Figure 5. Enzymatic activity of catalase, CAT (A), glutathione S-transferases, GST (B), and superoxide dismutase, SOD (C) in coral samples from CT and ET during the experimental period. All data points are mean ± SE (n = 9). Asterisk represents a significant difference (p < 0.05).

No clear changes of GST activity were found in CT (Kruskal–Wallis H = 3.068, p = 0.381) as compared with ET (Kruskal–Wallis H = 10.325, p = 0.016; Figure 5B). In comparison with the samples in ET, samples taken during the end of experiment (Day 7) contained significantly lower GST activity than the samples from Day 1 (p = 0.006, adjusted significance = 0.038) and Day 3 (p = 0.005, adjusted significance = 0.029).

The activity of SOD in ET (Kruskal–Wallis H = 16.924, p = 0.001) and CT (Kruskal–Wallis H = 23.603, p < 0.001) was significantly different among the samples during the experimental period (Figure 5C). However, in ET, a gradual decrease of SOD activity can be observed on Day 7 as compared with Day 3 (Day 3 vs. Day 7; ET, p = 0.001, adjusted significance = 0.003).

Fatty Acid Composition

Composition of SAFA, MUFA, and PUFA

The mean composition of SAFA (Kruskal–Wallis H = 10.900, p = 0.012), monounsaturated fatty acid (MUFA; Kruskal–Wallis H = 10.063, p = 0.018), and PUFA (Kruskal–Wallis H = 8.187, p = 0.042) was significantly changed between the samples in ET (Figure 6). In both tanks, the proportion of SAFA, MUFA, and PUFA remained stable from Day 1 to Day 5. In CT, PUFA composition significantly increased (Day 5 vs. Day 7; p = 0.008, adjusted significance = 0.047) during the end of experiment. Meanwhile, MUFA (p = 0.003, adjusted significance = 0.015) and PUFA (p = 0.007, adjusted significance = 0.044) drastically decreased, while SAFA composition increased significantly (p = 0.003, adjusted significance = 0.020) when the samples exposed to temperature of 31∘C.
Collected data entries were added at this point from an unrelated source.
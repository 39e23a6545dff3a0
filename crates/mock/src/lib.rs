//! Deterministic in-memory implementation of every `parley-api` collaborator.
//!
//! Exchanges are driven by the caller: each `open_exchange` hands an [`ExchangeDriver`]
//! out through [`MockBackend::next_exchange`], and the test emits events one at a time.
//! The backend persists the user turn when an exchange opens and the assistant turn
//! when the driver reports `done`, mirroring how the real service behaves.

use std::collections::HashMap;
use std::sync::atomic::{AtomicBool, AtomicU64, Ordering};
use std::sync::{Arc, Mutex, MutexGuard, PoisonError};
use std::time::Duration;

use parley_api::{
    AgentId, ApiError, ApiResult, BoxFuture, Chat, ChatDirectory, ChatId, ErrorCause,
    ExchangeEvent, ExchangeEventSender, ExchangeRequest, ExchangeStreamHandle, ExchangeTransport,
    ExchangeWorker, Message, MessageId, MessagePersistence, Role, Source, ValidationId,
    ValidationOutcome, ValidationRequest, ValidationService, make_event_stream,
};
use tokio::sync::{mpsc, watch};

/// Base timestamp for generated records; ids double as a creation clock.
const EPOCH_SECONDS: u64 = 1_700_000_000;

#[derive(Debug, Clone, PartialEq)]
pub enum ValidationCall {
    Approve {
        validation_id: ValidationId,
        always_allow: bool,
    },
    Reject {
        validation_id: ValidationId,
        reason: Option<String>,
    },
    Feedback {
        validation_id: ValidationId,
        text: String,
    },
}

#[derive(Debug, Default)]
struct Faults {
    open_exchange: Option<String>,
    list_messages: u32,
    validation: Option<String>,
}

struct MockState {
    chats: Mutex<Vec<Chat>>,
    messages: Mutex<HashMap<ChatId, Vec<Message>>>,
    next_id: AtomicU64,
    drivers_tx: mpsc::UnboundedSender<ExchangeDriver>,
    faults: Mutex<Faults>,
    opened: Mutex<Vec<ExchangeRequest>>,
    validation_calls: Mutex<Vec<ValidationCall>>,
    abandoned: Mutex<Vec<ChatId>>,
    stream_active_after_validation: AtomicBool,
    validation_latency: Mutex<Option<Duration>>,
    refresh_latency: Mutex<Option<Duration>>,
    refresh_calls: AtomicU64,
}

impl MockState {
    fn next_id(&self) -> u64 {
        self.next_id.fetch_add(1, Ordering::SeqCst) + 1
    }

    fn persist(&self, chat_id: &ChatId, role: Role, content: &str) -> Message {
        let id = self.next_id();
        let message = Message {
            id: MessageId::durable(format!("msg-{id}")),
            chat_id: chat_id.clone(),
            role,
            content: content.to_string(),
            created_at_unix_seconds: EPOCH_SECONDS + id,
        };
        lock(&self.messages)
            .entry(chat_id.clone())
            .or_default()
            .push(message.clone());
        message
    }
}

fn lock<T>(mutex: &Mutex<T>) -> MutexGuard<'_, T> {
    mutex.lock().unwrap_or_else(PoisonError::into_inner)
}

#[derive(Clone)]
pub struct MockBackend {
    state: Arc<MockState>,
    drivers_rx: Arc<tokio::sync::Mutex<mpsc::UnboundedReceiver<ExchangeDriver>>>,
}

impl Default for MockBackend {
    fn default() -> Self {
        Self::new()
    }
}

impl MockBackend {
    pub fn new() -> Self {
        let (drivers_tx, drivers_rx) = mpsc::unbounded_channel();
        Self {
            state: Arc::new(MockState {
                chats: Mutex::new(Vec::new()),
                messages: Mutex::new(HashMap::new()),
                next_id: AtomicU64::new(0),
                drivers_tx,
                faults: Mutex::new(Faults::default()),
                opened: Mutex::new(Vec::new()),
                validation_calls: Mutex::new(Vec::new()),
                abandoned: Mutex::new(Vec::new()),
                stream_active_after_validation: AtomicBool::new(true),
                validation_latency: Mutex::new(None),
                refresh_latency: Mutex::new(None),
                refresh_calls: AtomicU64::new(0),
            }),
            drivers_rx: Arc::new(tokio::sync::Mutex::new(drivers_rx)),
        }
    }

    pub fn seed_chat(&self, title: &str, agent_id: Option<AgentId>) -> Chat {
        let id = self.state.next_id();
        let chat = Chat {
            id: ChatId::new(format!("chat-{id}")),
            title: title.to_string(),
            created_at_unix_seconds: EPOCH_SECONDS + id,
            agent_id,
        };
        lock(&self.state.chats).push(chat.clone());
        chat
    }

    pub fn seed_message(&self, chat_id: &ChatId, role: Role, content: &str) -> Message {
        self.state.persist(chat_id, role, content)
    }

    pub fn chats(&self) -> Vec<Chat> {
        lock(&self.state.chats).clone()
    }

    pub fn messages(&self, chat_id: &ChatId) -> Vec<Message> {
        lock(&self.state.messages)
            .get(chat_id)
            .cloned()
            .unwrap_or_default()
    }

    /// Waits for the next exchange opened against this backend.
    pub async fn next_exchange(&self) -> Option<ExchangeDriver> {
        self.drivers_rx.lock().await.recv().await
    }

    pub fn opened_requests(&self) -> Vec<ExchangeRequest> {
        lock(&self.state.opened).clone()
    }

    pub fn validation_calls(&self) -> Vec<ValidationCall> {
        lock(&self.state.validation_calls).clone()
    }

    pub fn abandoned_chats(&self) -> Vec<ChatId> {
        lock(&self.state.abandoned).clone()
    }

    pub fn fail_next_open(&self, details: &str) {
        lock(&self.state.faults).open_exchange = Some(details.to_string());
    }

    pub fn fail_next_refreshes(&self, count: u32) {
        lock(&self.state.faults).list_messages = count;
    }

    pub fn fail_next_validation(&self, details: &str) {
        lock(&self.state.faults).validation = Some(details.to_string());
    }

    pub fn set_stream_active_after_validation(&self, stream_active: bool) {
        self.state
            .stream_active_after_validation
            .store(stream_active, Ordering::SeqCst);
    }

    pub fn set_validation_latency(&self, latency: Duration) {
        *lock(&self.state.validation_latency) = Some(latency);
    }

    /// Delays successful message listings; injected refresh failures still return at once.
    pub fn set_refresh_latency(&self, latency: Duration) {
        *lock(&self.state.refresh_latency) = Some(latency);
    }

    /// Number of `list_messages` calls received so far.
    pub fn refresh_calls(&self) -> u64 {
        self.state.refresh_calls.load(Ordering::SeqCst)
    }

    async fn record_validation(&self, call: ValidationCall) -> ApiResult<ValidationOutcome> {
        let latency = *lock(&self.state.validation_latency);
        if let Some(latency) = latency {
            tokio::time::sleep(latency).await;
        }

        if let Some(details) = lock(&self.state.faults).validation.take() {
            return Err(ApiError::Rejected {
                stage: "mock-validation",
                details,
            });
        }

        lock(&self.state.validation_calls).push(call);
        Ok(ValidationOutcome {
            stream_active: self
                .state
                .stream_active_after_validation
                .load(Ordering::SeqCst),
        })
    }
}

impl ChatDirectory for MockBackend {
    fn list_chats<'a>(&'a self) -> BoxFuture<'a, ApiResult<Vec<Chat>>> {
        Box::pin(async move { Ok(self.chats()) })
    }

    fn create_chat<'a>(&'a self) -> BoxFuture<'a, ApiResult<Chat>> {
        Box::pin(async move { Ok(self.seed_chat("", None)) })
    }

    fn delete_chat<'a>(&'a self, chat_id: &'a ChatId) -> BoxFuture<'a, ApiResult<()>> {
        Box::pin(async move {
            let mut chats = lock(&self.state.chats);
            let before = chats.len();
            chats.retain(|chat| &chat.id != chat_id);
            if chats.len() == before {
                return Err(ApiError::NotFound {
                    stage: "mock-delete-chat",
                    entity: "chat",
                    id: chat_id.to_string(),
                });
            }
            lock(&self.state.messages).remove(chat_id);
            Ok(())
        })
    }
}

impl MessagePersistence for MockBackend {
    fn list_messages<'a>(&'a self, chat_id: &'a ChatId) -> BoxFuture<'a, ApiResult<Vec<Message>>> {
        Box::pin(async move {
            self.state.refresh_calls.fetch_add(1, Ordering::SeqCst);
            {
                let mut faults = lock(&self.state.faults);
                if faults.list_messages > 0 {
                    faults.list_messages -= 1;
                    return Err(ApiError::HttpStatus {
                        stage: "mock-list-messages",
                        status: 503,
                        body: "message store unavailable".to_string(),
                    });
                }
            }
            let latency = *lock(&self.state.refresh_latency);
            if let Some(latency) = latency {
                tokio::time::sleep(latency).await;
            }
            Ok(self.messages(chat_id))
        })
    }
}

impl ExchangeTransport for MockBackend {
    fn open_exchange(&self, request: ExchangeRequest) -> ApiResult<ExchangeStreamHandle> {
        lock(&self.state.opened).push(request.clone());

        if let Some(details) = lock(&self.state.faults).open_exchange.take() {
            return Err(ApiError::Rejected {
                stage: "mock-open-exchange",
                details,
            });
        }

        {
            let mut chats = lock(&self.state.chats);
            if let Some(chat) = chats.iter_mut().find(|chat| chat.id == request.chat_id)
                && chat.agent_id.is_none()
            {
                chat.agent_id = request.agent_id.clone();
            }
        }
        self.state
            .persist(&request.chat_id, Role::User, &request.content);

        let (event_tx, stream, cancel_rx) = make_event_stream();
        let (released_tx, released_rx) = watch::channel(false);
        let worker: ExchangeWorker = Box::pin(async move {
            let _ = cancel_rx.await;
            let _ = released_tx.send(true);
        });

        let driver = ExchangeDriver {
            request,
            event_tx,
            state: Arc::clone(&self.state),
            text: String::new(),
            released_rx,
        };
        if self.state.drivers_tx.send(driver).is_err() {
            tracing::warn!("mock exchange driver dropped because nobody is listening");
        }

        Ok(ExchangeStreamHandle { stream, worker })
    }

    fn abandon_exchange<'a>(&'a self, chat_id: &'a ChatId) -> BoxFuture<'a, ApiResult<()>> {
        Box::pin(async move {
            lock(&self.state.abandoned).push(chat_id.clone());
            Ok(())
        })
    }
}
Figure 6. Composition of fatty acid (FA) classes [saturated fatty acid (SAFA), monounsaturated fatty acid (MUFA), and polyunsaturated fatty acid (PUFA)] in coral samples from CT and ET during the experimental period. All data points are mean ± SE (n = 9). Asterisk represents a significant difference (p < 0.05).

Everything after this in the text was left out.